Hoe zie jij de toekomst van de journalistiek?
“De toekomst van de journalistiek en van grote uitgeverijen is heel somber. Mensen lezen minder en hierdoor staat het journalistieke businessmodel onder druk. Grote kranten als de New York Times kunnen wel blijven bestaan, want die heeft lezers over de hele wereld. Maar in Nederland is het een groot probleem. Gratis nieuwssites kunnen echt niet meer duurzaam blijven bestaan omdat de opbrengsten uit advertenties ook afnemen. We moeten met z’n allen bedenken dat je voor goede journalistiek moet gaan betalen. Maar de optimist in mij zegt ook dat we naar deze periode gaan kijken als een kantelpunt. Door de ongelooflijke opkomst van fake news heb ik het idee dat er nu meer kansen liggen voor betaalde nieuwsbronnen dan twee jaar geleden.

Aan de andere kant zie ik als ondernemer ook weer een enorme business opportunity voor bedrijven om hun eigen nieuwskanaal op te zetten en om via dat nieuwskanaal hun eigen publicaties naar buiten te brengen. Met Trusted Media helpen we bedrijven met het opzetten van een eigen nieuwskanaal. De consument bepaalt tegenwoordig zelf waar ze goede verhalen vandaan halen. Als je goede afgewogen publicaties over je bedrijf naar buiten brengt, dan zien de lezers dat niet als reclame voor je bedrijf.

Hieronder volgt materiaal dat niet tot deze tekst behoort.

//! Configuration types for role-review.

use miette::Diagnostic;
use serde::{Deserialize, Serialize};
use std::collections::BTreeMap;
use std::path::{Path, PathBuf};

use crate::types::Role;

/// Top-level configuration for role-review.
#[derive(Debug, Clone, Default, Serialize, Deserialize)]
pub struct Config {
    /// Analyzer configuration.
    #[serde(default)]
    pub analyzer: AnalyzerConfig,

    /// Numeric limits used by the size-based roles.
    #[serde(default)]
    pub thresholds: Thresholds,

    /// Per-role switches, keyed by role tag.
    #[serde(default)]
    pub roles: BTreeMap<String, RoleConfig>,

    /// Settings for the architect's API documentation check.
    #[serde(default)]
    pub architecture: ArchitectureConfig,
}

impl Config {
    /// Creates a new default configuration.
    #[must_use]
    pub fn new() -> Self {
        Self::default()
    }

    /// Loads configuration from a TOML file.
    ///
    /// # Errors
    ///
    /// Returns an error if the file cannot be read, parsed or validated.
    pub fn from_file(path: &Path) -> Result<Self, ConfigError> {
        let content = std::fs::read_to_string(path).map_err(|e| ConfigError::Io {
            path: path.to_path_buf(),
            source: e,
        })?;
        Self::parse(&content)
    }

    /// Parses and validates configuration from a TOML string.
    ///
    /// # Errors
    ///
    /// Returns an error if the TOML is invalid or fails validation.
    pub fn parse(content: &str) -> Result<Self, ConfigError> {
        let config: Self = toml::from_str(content).map_err(|e| ConfigError::Parse {
            message: e.to_string(),
        })?;
        config.validate()?;
        Ok(config)
    }

    /// Checks config consistency.
    ///
    /// # Errors
    ///
    /// Returns an error describing the first problem found.
    pub fn validate(&self) -> Result<(), ConfigError> {
        for pattern in &self.analyzer.exclude {
            glob::Pattern::new(pattern).map_err(|e| ConfigError::InvalidGlob {
                pattern: pattern.clone(),
                message: e.to_string(),
            })?;
        }

        if let Some(tag) = self.roles.keys().find(|k| Role::from_tag(k).is_none()) {
            return Err(ConfigError::UnknownRole(tag.clone()));
        }

        if self.architecture.openapi_files.is_empty() {
            return Err(ConfigError::Validation(
                "architecture.openapi_files must name at least one file".to_string(),
            ));
        }

        if self.architecture.packages_dir.is_empty() {
            return Err(ConfigError::Validation(
                "architecture.packages_dir must not be empty".to_string(),
            ));
        }

        Ok(())
    }

    /// Checks if a role is enabled.
    #[must_use]
    pub fn is_role_enabled(&self, role: Role) -> bool {
        self.roles.get(role.as_str()).map_or(true, |c| c.enabled)
    }

    /// Compiled exclude patterns.
    ///
    /// Invalid patterns are rejected by [`Config::validate`] and skipped here.
    #[must_use]
    pub fn exclude_patterns(&self) -> Vec<glob::Pattern> {
        self.analyzer
            .exclude
            .iter()
            .filter_map(|p| glob::Pattern::new(p).ok())
            .collect()
    }
}

/// Analyzer-level configuration.
#[derive(Debug, Clone, Default, Serialize, Deserialize)]
pub struct AnalyzerConfig {
    /// Glob patterns to exclude from review.
    #[serde(default)]
    pub exclude: Vec<String>,
}

/// Default file-length limit.
pub const DEFAULT_MAX_FILE_LINES: usize = 200;
/// Default function-length limit.
pub const DEFAULT_MAX_FUNCTION_LINES: usize = 30;
/// Default positional-parameter limit.
pub const DEFAULT_MAX_FUNCTION_ARGS: usize = 5;
/// Default methods-per-class limit.
pub const DEFAULT_MAX_CLASS_METHODS: usize = 10;
/// Default import-count limit.
pub const DEFAULT_MAX_IMPORTS: usize = 15;
/// Default classes-per-file limit.
pub const DEFAULT_MAX_CLASSES_PER_FILE: usize = 2;

/// Numeric limits. A value is exceeded when the measured count is strictly
/// greater than the limit.
#[derive(Debug, Clone, Copy, PartialEq, Eq, Serialize, Deserialize)]
#[serde(default)]
pub struct Thresholds {
    /// Maximum lines per file.
    pub max_file_lines: usize,
    /// Maximum lines per function.
    pub max_function_lines: usize,
    /// Maximum positional parameters per function.
    pub max_function_args: usize,
    /// Maximum methods per class.
    pub max_class_methods: usize,
    /// Maximum import statements per file.
    pub max_imports: usize,
    /// Maximum classes per file.
    pub max_classes_per_file: usize,
}

impl Default for Thresholds {
    fn default() -> Self {
        Self {
            max_file_lines: DEFAULT_MAX_FILE_LINES,
            max_function_lines: DEFAULT_MAX_FUNCTION_LINES,
            max_function_args: DEFAULT_MAX_FUNCTION_ARGS,
            max_class_methods: DEFAULT_MAX_CLASS_METHODS,
            max_imports: DEFAULT_MAX_IMPORTS,
            max_classes_per_file: DEFAULT_MAX_CLASSES_PER_FILE,
        }
    }
}

/// Per-role configuration.
#[derive(Debug, Clone, Serialize, Deserialize)]
pub struct RoleConfig {
    /// Whether the role runs (default: true).
    #[serde(default = "default_true")]
    pub enabled: bool,
}

impl Default for RoleConfig {
    fn default() -> Self {
        Self { enabled: true }
    }
}

/// Settings for locating package roots and their API specs.
#[derive(Debug, Clone, PartialEq, Eq, Serialize, Deserialize)]
#[serde(default)]
pub struct ArchitectureConfig {
    /// File names that mark a directory as a package root.
    pub package_markers: Vec<String>,
    /// Name of the directory that contains all packages.
    pub packages_dir: String,
    /// Accepted OpenAPI document names at a package root.
    pub openapi_files: Vec<String>,
}

impl Default for ArchitectureConfig {
    fn default() -> Self {
        Self {
            package_markers: vec!["pyproject.toml".to_string()],
            packages_dir: "packages".to_string(),
            openapi_files: vec![
                "openapi.yaml".to_string(),
                "openapi.json".to_string(),
                "openapi.yml".to_string(),
            ],
        }
    }
}

fn default_true() -> bool {
    true
}

/// Configuration errors.
#[derive(Debug, thiserror::Error, Diagnostic)]
pub enum ConfigError {
    /// IO error reading config file.
    #[error("failed to read {}: {source}", path.display())]
    #[diagnostic(code(role_review::config::io))]
    Io {
        /// Path to the config file.
        path: PathBuf,
        /// Underlying IO error.
        source: std::io::Error,
    },

    /// Parse error in config file.
    #[error("invalid config: {message}")]
    #[diagnostic(
        code(role_review::config::parse),
        help("see `role-review init` for a commented example")
    )]
    Parse {
        /// Parse error message.
        message: String,
    },

    /// An exclude pattern is not a valid glob.
    #[error("invalid exclude pattern `{pattern}`: {message}")]
    #[diagnostic(code(role_review::config::glob))]
    InvalidGlob {
        /// The offending pattern.
        pattern: String,
        /// Glob error message.
        message: String,
    },

    /// A `[roles.<name>]` table names no known role.
    #[error("unknown role `{0}`")]
    #[diagnostic(
        code(role_review::config::unknown_role),
        help("known roles: dev, tester, reviewer, best_practice, architect")
    )]
    UnknownRole(String),

    /// Config is structurally invalid.
    #[error("config validation: {0}")]
    #[diagnostic(code(role_review::config::validation))]
    Validation(String),
}

#[cfg(test)]
mod tests {
    use super::*;

    #[test]
    fn test_default_config() {
        let config = Config::default();
        assert_eq!(config.thresholds.max_file_lines, 200);
        assert_eq!(config.thresholds.max_function_lines, 30);
        assert_eq!(config.thresholds.max_function_args, 5);
        assert_eq!(config.thresholds.max_class_methods, 10);
        assert_eq!(config.thresholds.max_imports, 15);
        assert_eq!(config.thresholds.max_classes_per_file, 2);
        assert!(Role::ALL.iter().all(|r| config.is_role_enabled(*r)));
        assert!(config.validate().is_ok());
    }

    #[test]
    fn test_parse_config() {
        let toml = r#"
[analyzer]
exclude = ["**/migrations/**"]

[thresholds]
max_file_lines = 400

[roles.reviewer]
enabled = false

[architecture]
package_markers = ["setup.cfg", "pyproject.toml"]
"#;

        let config = Config::parse(toml).expect("Failed to parse");
        assert_eq!(config.thresholds.max_file_lines, 400);
        assert_eq!(config.thresholds.max_imports, 15);
        assert!(!config.is_role_enabled(Role::Reviewer));
        assert!(config.is_role_enabled(Role::Dev));
        assert_eq!(config.architecture.package_markers.len(), 2);
        assert_eq!(config.architecture.packages_dir, "packages");
        assert_eq!(config.exclude_patterns().len(), 1);
    }

    #[test]
    fn empty_config_is_default() {
        let config = Config::parse("").expect("Failed to parse");
        assert_eq!(config.thresholds, Thresholds::default());
        assert_eq!(config.architecture, ArchitectureConfig::default());
    }

    #[test]
    fn unknown_role_is_rejected() {
        let toml = r#"
[roles.qa]
enabled = false
"#;
        assert!(matches!(
            Config::parse(toml),
            Err(ConfigError::UnknownRole(name)) if name == "qa"
        ));
    }

    #[test]
    fn invalid_glob_is_rejected() {
        let toml = r#"
[analyzer]
exclude = ["src/[bad"]
"#;
        let err = Config::parse(toml).unwrap_err();
        assert!(err.to_string().contains("src/[bad"));
    }

    #[test]
    fn empty_openapi_list_is_rejected() {
        let toml = r#"
[architecture]
openapi_files = []
"#;
        assert!(matches!(
            Config::parse(toml),
            Err(ConfigError::Validation(_))
        ));
    }

    #[test]
    fn from_file_reports_missing_path() {
        let err = Config::from_file(Path::new("/nonexistent/role-review.toml")).unwrap_err();
        assert!(matches!(err, ConfigError::Io { .. }));
        assert!(err.to_string().contains("/nonexistent/role-review.toml"));
    }
}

Door de vele social media-kanalen gaat het stuk viral komt het bij zijn publiek terecht.

Voor de hele hype over fake news schreef ik dat veel mensen zelf bepalen wat wel en niet klopt. Daar heb je de journalistiek niet meer voor nodig. Maar over die uitspraak ben ik wel wat genuanceerder gaan denken. Ik ben een groot voorstander van goede journalistiek, maar dat wil niet zeggen dat Sjuul en ik geen kansen grijpen op het moment dat een bedrijf een eigen nieuwskanaal wilt hebben.”

Jan-Kees Emmer op het kantoor van zijn eigen bedrijf in Amsterdam West.

 Heb je een tip voor mij als student journalistiek?
“Probeer zoveel mogelijk stage te lopen. En focus je ook op video en de digitale kant van de journalistiek. Je moet je verbreden. Verhalen kunnen op zoveel verschillende manieren verteld worden, waarvan er een altijd schrijvend zal blijven, maar de massa trekt allemaal naar video. Als jij een podium wilt hebben, moet je ook richting video gaan en die mediamix aankunnen. Probeer dat via een stage bij grote namen onder de knie te krijgen.”